▶ [EXERCISE DETAILS]
The answer must consist of each line below that holds the word "source", copied as it stands.

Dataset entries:
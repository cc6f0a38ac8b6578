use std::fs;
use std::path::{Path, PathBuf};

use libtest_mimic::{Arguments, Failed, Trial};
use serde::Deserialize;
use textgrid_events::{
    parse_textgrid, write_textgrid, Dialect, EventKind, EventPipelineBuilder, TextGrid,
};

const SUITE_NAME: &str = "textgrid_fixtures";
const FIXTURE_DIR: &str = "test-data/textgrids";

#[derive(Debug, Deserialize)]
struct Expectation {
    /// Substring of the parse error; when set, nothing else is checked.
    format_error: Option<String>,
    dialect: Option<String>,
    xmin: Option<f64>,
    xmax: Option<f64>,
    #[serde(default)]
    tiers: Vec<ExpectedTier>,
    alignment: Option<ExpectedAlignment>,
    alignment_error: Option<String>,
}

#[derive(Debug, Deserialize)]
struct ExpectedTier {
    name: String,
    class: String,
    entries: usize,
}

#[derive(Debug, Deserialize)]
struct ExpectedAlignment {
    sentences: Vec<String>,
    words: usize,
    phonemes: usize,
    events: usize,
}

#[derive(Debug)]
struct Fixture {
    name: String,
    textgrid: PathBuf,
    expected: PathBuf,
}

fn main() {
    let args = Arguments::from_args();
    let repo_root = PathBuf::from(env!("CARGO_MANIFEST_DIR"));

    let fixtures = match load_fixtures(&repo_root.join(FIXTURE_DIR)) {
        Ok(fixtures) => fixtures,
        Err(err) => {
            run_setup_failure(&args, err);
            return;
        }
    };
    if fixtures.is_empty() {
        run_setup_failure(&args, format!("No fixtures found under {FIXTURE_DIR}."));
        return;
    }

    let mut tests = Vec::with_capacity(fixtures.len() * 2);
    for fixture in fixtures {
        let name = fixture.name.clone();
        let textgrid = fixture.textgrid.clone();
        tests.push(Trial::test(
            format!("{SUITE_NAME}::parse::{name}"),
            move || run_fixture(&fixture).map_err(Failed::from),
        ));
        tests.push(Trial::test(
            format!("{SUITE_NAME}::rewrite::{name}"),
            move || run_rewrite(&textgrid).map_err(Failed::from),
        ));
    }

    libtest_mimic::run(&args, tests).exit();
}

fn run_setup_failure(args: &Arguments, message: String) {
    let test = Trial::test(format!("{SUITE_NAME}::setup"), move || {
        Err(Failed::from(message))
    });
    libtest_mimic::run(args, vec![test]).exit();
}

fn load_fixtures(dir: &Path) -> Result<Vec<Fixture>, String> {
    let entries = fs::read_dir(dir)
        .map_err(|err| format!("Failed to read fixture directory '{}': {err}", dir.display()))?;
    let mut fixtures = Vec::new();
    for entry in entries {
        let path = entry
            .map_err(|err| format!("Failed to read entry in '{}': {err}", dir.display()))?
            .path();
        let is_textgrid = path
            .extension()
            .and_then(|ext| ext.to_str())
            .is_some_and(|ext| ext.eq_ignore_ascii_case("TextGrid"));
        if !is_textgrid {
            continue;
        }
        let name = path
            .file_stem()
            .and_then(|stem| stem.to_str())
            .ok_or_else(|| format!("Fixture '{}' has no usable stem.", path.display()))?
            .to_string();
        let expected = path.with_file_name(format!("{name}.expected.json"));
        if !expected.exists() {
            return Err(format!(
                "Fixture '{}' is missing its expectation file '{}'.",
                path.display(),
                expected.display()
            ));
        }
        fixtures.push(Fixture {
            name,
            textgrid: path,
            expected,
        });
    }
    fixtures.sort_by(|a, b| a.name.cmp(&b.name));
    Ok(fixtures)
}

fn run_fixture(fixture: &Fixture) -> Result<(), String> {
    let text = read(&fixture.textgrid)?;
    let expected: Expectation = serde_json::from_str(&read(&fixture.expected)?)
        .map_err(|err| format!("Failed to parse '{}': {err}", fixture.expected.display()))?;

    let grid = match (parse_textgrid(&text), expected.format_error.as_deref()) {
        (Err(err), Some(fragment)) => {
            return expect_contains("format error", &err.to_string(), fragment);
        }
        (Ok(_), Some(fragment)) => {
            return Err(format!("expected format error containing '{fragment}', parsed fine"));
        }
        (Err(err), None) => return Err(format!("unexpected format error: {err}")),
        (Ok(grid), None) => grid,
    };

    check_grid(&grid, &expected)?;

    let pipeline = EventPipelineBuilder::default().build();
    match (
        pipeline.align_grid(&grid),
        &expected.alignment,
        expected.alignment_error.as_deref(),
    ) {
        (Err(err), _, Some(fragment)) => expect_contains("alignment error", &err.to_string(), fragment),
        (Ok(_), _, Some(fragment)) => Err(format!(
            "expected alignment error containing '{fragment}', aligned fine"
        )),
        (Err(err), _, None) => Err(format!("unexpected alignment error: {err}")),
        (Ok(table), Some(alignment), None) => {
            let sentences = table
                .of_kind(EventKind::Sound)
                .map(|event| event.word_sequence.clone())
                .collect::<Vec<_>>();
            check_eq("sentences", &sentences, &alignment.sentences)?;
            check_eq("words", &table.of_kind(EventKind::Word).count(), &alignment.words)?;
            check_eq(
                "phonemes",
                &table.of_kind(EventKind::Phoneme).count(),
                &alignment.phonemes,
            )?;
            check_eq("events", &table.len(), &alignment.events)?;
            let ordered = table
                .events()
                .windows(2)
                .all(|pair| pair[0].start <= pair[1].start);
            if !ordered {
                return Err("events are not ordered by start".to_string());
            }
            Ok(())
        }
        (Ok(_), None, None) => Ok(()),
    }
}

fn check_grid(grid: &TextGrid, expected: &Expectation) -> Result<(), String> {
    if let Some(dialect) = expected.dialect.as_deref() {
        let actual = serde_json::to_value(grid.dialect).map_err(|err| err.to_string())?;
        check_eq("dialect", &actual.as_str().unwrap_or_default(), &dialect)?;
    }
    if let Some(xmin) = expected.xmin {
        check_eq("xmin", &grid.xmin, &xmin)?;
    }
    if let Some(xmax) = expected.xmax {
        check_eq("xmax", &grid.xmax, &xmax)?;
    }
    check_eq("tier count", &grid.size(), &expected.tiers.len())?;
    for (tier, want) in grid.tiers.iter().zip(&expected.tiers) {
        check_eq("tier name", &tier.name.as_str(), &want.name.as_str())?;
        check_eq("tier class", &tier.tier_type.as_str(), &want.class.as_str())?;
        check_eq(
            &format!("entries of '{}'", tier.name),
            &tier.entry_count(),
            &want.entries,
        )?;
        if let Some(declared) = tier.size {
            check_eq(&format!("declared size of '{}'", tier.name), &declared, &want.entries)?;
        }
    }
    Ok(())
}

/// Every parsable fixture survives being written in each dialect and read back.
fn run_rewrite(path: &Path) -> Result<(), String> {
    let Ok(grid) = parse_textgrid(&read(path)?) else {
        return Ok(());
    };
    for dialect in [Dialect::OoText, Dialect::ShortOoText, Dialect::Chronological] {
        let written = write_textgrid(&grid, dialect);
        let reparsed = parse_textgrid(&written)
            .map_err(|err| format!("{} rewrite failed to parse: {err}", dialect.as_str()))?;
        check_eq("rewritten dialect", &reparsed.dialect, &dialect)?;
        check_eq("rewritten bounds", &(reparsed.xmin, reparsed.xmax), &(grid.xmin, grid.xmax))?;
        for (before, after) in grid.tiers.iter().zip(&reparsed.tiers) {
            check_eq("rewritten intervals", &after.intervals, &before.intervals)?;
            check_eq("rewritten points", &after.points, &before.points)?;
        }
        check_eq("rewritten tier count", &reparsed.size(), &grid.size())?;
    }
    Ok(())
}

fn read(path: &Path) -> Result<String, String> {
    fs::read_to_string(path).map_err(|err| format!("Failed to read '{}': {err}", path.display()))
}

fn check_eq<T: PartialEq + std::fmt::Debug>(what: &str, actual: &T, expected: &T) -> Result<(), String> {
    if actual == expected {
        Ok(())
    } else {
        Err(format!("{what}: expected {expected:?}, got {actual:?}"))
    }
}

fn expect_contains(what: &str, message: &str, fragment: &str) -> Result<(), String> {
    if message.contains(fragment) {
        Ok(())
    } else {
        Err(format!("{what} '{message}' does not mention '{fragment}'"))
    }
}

==

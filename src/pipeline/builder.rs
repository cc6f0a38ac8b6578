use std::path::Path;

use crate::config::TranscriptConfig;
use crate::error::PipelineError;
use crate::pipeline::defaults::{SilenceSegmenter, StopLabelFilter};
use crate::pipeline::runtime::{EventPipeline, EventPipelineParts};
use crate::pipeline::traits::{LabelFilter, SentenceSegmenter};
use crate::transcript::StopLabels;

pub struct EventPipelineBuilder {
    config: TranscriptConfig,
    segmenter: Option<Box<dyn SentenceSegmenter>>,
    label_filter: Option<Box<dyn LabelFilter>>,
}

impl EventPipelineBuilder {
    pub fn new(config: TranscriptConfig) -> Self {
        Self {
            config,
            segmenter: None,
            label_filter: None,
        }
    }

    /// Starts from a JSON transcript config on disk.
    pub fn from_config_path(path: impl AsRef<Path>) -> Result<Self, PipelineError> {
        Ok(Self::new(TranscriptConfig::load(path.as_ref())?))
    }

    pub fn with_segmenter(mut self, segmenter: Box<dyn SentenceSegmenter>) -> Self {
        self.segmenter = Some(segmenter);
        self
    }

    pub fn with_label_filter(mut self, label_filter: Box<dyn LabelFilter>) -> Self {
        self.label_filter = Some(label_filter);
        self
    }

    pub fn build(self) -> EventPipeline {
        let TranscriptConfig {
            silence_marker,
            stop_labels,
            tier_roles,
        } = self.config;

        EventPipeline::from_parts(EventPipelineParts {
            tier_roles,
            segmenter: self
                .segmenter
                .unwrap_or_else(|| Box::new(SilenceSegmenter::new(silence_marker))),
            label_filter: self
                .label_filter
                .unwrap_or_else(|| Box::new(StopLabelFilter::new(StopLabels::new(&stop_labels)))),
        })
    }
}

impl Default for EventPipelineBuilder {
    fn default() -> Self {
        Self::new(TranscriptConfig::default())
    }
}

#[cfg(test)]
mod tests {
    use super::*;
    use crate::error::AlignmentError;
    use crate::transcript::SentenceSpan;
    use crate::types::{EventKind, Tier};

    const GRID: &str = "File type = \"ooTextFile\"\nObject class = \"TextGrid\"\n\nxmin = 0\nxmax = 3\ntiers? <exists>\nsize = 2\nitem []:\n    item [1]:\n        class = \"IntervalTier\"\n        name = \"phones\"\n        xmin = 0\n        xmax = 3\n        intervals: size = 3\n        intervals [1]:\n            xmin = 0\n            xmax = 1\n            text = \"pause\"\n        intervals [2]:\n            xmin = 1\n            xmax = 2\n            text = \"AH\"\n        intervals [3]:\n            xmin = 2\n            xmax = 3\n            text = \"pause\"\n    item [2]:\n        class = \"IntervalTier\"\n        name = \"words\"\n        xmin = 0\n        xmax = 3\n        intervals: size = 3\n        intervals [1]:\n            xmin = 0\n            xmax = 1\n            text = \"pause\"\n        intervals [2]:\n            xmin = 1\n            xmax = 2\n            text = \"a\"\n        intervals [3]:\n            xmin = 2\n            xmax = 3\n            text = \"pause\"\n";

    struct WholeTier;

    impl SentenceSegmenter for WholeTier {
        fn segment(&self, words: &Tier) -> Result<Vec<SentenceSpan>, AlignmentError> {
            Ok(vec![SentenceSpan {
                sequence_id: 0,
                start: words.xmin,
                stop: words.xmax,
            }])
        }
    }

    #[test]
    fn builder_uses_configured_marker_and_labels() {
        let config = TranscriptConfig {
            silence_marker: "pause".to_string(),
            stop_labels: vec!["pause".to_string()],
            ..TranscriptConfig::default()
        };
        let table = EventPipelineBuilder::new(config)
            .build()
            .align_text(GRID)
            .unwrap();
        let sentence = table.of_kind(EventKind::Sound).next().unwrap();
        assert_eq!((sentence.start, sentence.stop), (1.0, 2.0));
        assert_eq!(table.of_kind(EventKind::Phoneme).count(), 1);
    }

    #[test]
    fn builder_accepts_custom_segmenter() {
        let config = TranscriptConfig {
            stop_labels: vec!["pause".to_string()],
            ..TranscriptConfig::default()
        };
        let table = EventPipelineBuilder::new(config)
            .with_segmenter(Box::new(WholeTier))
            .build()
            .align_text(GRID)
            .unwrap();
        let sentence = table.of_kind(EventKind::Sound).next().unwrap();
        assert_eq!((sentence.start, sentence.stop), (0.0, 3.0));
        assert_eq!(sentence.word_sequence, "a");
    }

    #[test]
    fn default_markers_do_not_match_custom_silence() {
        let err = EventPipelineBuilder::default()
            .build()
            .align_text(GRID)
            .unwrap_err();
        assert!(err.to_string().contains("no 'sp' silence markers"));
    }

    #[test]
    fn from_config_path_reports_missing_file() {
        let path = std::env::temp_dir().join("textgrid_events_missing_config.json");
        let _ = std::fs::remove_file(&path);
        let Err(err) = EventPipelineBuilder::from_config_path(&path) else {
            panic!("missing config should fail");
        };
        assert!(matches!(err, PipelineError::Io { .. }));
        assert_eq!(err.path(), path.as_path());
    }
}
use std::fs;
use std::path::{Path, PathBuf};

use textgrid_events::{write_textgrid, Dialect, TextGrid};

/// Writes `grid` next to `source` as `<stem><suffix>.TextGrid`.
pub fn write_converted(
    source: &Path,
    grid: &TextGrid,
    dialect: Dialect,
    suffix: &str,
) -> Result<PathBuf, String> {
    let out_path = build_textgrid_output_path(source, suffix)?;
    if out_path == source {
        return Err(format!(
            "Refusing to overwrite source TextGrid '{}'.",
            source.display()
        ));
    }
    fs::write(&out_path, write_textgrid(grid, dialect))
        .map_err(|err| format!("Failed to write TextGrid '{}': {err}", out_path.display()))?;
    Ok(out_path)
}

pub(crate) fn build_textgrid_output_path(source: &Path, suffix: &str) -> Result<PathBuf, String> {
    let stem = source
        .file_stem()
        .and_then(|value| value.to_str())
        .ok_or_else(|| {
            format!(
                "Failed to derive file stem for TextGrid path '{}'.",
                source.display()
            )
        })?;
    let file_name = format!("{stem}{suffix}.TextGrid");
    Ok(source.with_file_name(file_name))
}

...

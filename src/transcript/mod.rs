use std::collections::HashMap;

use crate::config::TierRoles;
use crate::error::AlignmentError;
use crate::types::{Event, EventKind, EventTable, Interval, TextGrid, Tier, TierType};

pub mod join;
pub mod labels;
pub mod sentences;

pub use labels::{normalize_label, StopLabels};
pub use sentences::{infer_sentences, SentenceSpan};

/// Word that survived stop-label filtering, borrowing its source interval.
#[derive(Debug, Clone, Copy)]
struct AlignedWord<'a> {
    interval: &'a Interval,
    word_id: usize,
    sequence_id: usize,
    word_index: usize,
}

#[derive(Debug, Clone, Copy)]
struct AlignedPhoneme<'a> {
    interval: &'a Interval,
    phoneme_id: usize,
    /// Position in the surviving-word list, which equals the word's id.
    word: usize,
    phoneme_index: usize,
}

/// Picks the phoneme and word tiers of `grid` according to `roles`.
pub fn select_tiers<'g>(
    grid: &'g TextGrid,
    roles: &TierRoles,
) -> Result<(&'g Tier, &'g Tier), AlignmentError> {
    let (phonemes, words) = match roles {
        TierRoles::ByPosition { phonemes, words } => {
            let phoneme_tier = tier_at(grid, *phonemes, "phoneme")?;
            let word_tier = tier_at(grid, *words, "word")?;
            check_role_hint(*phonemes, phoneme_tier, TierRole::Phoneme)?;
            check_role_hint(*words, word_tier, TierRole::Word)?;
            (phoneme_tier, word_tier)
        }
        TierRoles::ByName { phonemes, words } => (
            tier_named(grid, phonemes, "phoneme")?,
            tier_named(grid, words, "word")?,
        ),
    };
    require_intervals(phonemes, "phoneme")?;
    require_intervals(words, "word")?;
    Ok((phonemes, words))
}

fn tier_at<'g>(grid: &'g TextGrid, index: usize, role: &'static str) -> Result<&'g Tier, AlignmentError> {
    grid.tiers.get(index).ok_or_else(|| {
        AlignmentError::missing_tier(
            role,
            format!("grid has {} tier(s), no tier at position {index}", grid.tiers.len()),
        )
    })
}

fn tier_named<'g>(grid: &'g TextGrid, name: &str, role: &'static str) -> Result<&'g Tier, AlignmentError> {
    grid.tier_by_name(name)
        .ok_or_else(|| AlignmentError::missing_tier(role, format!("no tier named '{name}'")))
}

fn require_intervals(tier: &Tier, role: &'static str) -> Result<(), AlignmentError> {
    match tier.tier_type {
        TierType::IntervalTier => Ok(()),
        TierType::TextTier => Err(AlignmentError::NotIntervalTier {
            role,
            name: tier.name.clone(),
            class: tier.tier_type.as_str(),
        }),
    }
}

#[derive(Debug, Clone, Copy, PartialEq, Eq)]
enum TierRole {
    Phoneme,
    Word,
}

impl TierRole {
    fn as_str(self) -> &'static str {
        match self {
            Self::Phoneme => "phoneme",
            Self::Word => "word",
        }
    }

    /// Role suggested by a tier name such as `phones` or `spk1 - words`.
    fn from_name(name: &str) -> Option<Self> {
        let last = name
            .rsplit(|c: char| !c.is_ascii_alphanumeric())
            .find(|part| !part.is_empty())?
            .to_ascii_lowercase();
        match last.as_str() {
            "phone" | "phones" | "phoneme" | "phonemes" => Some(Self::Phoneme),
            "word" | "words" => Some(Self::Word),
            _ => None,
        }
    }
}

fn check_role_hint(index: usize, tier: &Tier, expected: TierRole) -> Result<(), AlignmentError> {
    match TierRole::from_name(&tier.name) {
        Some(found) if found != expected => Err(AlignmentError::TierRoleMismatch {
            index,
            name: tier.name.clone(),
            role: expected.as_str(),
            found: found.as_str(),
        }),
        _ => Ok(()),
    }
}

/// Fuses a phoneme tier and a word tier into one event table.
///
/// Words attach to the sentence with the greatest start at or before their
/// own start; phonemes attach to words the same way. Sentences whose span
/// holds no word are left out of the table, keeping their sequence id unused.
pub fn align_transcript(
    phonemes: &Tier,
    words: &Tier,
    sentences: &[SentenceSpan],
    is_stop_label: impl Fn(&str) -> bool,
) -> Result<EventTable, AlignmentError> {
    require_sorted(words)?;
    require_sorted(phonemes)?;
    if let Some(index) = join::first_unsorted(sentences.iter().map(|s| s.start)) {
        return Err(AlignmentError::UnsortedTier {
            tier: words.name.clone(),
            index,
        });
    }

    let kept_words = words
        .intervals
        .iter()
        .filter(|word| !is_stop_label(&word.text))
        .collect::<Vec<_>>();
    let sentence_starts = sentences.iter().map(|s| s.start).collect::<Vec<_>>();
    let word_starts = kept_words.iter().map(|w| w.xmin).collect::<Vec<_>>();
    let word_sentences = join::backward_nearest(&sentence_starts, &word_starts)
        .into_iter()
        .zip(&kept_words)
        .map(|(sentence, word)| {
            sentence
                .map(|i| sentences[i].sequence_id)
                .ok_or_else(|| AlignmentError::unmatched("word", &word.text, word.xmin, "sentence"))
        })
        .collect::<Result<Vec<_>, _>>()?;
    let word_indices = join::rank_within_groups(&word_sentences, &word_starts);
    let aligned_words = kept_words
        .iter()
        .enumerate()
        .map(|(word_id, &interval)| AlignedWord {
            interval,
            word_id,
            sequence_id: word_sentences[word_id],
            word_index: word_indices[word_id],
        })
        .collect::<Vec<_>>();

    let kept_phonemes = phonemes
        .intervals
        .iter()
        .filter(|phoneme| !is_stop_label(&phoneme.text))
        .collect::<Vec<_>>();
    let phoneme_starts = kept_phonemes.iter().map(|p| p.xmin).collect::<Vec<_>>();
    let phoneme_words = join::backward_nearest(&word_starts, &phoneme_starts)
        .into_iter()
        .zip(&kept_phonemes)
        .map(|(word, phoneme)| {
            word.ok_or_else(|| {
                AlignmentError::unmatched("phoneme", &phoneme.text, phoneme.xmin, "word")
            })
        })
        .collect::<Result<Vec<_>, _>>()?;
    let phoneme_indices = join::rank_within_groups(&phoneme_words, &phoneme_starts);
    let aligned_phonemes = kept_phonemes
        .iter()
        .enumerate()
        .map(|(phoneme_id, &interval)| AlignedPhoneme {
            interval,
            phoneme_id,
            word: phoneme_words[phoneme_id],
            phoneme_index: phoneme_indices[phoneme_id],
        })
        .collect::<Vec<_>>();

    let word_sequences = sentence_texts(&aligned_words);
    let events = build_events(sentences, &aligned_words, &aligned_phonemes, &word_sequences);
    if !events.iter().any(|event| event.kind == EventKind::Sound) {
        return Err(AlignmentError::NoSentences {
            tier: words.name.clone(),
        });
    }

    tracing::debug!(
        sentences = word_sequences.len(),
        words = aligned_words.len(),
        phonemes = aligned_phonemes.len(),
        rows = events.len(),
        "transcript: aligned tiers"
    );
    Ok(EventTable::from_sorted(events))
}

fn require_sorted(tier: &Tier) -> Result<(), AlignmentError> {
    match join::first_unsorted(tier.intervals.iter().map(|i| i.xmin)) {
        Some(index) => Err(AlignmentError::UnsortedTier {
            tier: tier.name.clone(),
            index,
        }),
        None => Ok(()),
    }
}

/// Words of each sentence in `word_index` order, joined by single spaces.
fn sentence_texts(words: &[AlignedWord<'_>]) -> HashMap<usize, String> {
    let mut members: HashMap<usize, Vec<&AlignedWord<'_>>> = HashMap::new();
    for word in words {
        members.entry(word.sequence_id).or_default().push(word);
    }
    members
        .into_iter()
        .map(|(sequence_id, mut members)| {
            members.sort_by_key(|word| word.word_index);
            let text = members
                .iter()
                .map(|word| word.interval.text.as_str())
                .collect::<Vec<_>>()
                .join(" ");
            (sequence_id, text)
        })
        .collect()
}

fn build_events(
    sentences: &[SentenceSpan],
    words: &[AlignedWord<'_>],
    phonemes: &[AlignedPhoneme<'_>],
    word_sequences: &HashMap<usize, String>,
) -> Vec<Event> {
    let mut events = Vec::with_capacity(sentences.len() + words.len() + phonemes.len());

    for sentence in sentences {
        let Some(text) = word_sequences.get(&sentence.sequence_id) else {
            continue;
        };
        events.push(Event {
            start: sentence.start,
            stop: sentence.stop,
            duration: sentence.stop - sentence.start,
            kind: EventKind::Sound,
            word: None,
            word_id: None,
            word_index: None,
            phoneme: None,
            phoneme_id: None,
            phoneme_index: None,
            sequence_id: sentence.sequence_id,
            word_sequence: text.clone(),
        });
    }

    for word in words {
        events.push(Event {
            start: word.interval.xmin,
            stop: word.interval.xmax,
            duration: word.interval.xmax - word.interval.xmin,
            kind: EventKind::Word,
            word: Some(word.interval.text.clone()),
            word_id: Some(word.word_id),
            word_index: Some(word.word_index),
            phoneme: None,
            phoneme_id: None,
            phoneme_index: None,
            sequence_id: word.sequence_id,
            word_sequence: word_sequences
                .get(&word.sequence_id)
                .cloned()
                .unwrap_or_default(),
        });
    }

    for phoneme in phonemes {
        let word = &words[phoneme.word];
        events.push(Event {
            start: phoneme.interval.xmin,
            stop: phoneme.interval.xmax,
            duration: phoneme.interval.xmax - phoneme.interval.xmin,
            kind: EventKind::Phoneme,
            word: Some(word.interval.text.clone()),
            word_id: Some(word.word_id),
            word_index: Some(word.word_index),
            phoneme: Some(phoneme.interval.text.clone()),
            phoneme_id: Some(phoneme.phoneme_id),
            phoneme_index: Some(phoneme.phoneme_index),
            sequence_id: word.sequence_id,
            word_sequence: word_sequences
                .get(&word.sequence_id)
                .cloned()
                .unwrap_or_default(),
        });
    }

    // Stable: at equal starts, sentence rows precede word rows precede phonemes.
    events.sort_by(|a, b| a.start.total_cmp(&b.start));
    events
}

▶ [SOLUTION FOR THIS TASK]
/// Writes `grid` next to `source` as `<stem><suffix>.TextGrid`.
    source: &Path,
    let out_path = build_textgrid_output_path(source, suffix)?;
    if out_path == source {
            "Refusing to overwrite source TextGrid '{}'.",
            source.display()
pub(crate) fn build_textgrid_output_path(source: &Path, suffix: &str) -> Result<PathBuf, String> {
    let stem = source
                source.display()
    Ok(source.with_file_name(file_name))
/// Word that survived stop-label filtering, borrowing its source interval.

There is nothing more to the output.